The problem: Extract from the entries below, exactly as given, only the lines from the line containing "clears an optional" to the line containing "let mut base", both lines included.

Supplied entries:
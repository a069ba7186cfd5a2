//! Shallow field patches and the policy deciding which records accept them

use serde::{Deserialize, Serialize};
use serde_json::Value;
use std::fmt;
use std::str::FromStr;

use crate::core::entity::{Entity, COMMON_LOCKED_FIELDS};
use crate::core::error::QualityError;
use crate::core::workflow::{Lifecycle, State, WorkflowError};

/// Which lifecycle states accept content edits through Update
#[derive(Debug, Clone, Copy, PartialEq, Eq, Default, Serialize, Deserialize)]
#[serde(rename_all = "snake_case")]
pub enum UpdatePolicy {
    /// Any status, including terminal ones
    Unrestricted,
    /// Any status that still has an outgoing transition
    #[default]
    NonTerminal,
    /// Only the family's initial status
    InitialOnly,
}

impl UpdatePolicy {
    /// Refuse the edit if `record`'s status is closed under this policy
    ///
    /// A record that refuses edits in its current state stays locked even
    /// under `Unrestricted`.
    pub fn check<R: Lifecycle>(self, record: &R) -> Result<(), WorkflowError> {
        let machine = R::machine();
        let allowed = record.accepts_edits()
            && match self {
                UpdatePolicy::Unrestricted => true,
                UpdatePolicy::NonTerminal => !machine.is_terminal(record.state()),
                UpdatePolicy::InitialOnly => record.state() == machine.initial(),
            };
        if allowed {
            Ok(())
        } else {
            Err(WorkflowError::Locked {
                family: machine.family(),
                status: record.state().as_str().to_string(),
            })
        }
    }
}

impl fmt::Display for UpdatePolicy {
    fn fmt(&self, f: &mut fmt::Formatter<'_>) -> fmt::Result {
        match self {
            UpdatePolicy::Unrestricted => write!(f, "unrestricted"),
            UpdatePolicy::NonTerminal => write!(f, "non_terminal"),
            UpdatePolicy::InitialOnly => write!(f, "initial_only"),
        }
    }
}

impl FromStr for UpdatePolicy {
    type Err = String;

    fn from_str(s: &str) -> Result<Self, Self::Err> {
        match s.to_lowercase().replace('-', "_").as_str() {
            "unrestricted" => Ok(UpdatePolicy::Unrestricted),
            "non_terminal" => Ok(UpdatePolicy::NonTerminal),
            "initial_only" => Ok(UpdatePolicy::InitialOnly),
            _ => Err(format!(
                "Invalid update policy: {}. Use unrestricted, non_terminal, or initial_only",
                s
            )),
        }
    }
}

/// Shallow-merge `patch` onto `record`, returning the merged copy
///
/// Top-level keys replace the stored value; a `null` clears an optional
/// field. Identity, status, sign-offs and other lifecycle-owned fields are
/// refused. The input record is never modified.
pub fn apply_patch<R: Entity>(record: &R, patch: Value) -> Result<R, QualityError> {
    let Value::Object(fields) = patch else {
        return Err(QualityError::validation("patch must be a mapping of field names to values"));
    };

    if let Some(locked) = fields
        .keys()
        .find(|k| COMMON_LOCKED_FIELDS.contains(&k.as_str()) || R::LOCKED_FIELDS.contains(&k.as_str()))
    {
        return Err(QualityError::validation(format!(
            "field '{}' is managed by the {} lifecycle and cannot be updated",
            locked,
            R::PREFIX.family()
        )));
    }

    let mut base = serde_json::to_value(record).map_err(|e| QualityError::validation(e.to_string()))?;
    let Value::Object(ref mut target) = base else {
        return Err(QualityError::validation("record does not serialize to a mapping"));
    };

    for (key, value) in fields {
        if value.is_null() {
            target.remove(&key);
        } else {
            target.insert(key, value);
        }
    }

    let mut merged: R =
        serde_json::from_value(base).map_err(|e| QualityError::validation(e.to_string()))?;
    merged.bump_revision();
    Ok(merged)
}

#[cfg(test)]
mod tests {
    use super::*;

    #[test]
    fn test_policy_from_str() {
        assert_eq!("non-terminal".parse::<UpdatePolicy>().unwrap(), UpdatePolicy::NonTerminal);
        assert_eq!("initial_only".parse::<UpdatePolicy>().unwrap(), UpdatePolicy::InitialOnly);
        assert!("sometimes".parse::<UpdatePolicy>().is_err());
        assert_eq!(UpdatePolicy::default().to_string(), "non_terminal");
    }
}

Exercise response:
/// Top-level keys replace the stored value; a `null` clears an optional
/// field. Identity, status, sign-offs and other lifecycle-owned fields are
/// refused. The input record is never modified.
pub fn apply_patch<R: Entity>(record: &R, patch: Value) -> Result<R, QualityError> {
    let Value::Object(fields) = patch else {
        return Err(QualityError::validation("patch must be a mapping of field names to values"));
    };

    if let Some(locked) = fields
        .keys()
        .find(|k| COMMON_LOCKED_FIELDS.contains(&k.as_str()) || R::LOCKED_FIELDS.contains(&k.as_str()))
    {
        return Err(QualityError::validation(format!(
            "field '{}' is managed by the {} lifecycle and cannot be updated",
            locked,
            R::PREFIX.family()
        )));
    }

    let mut base = serde_json::to_value(record).map_err(|e| QualityError::validation(e.to_string()))?;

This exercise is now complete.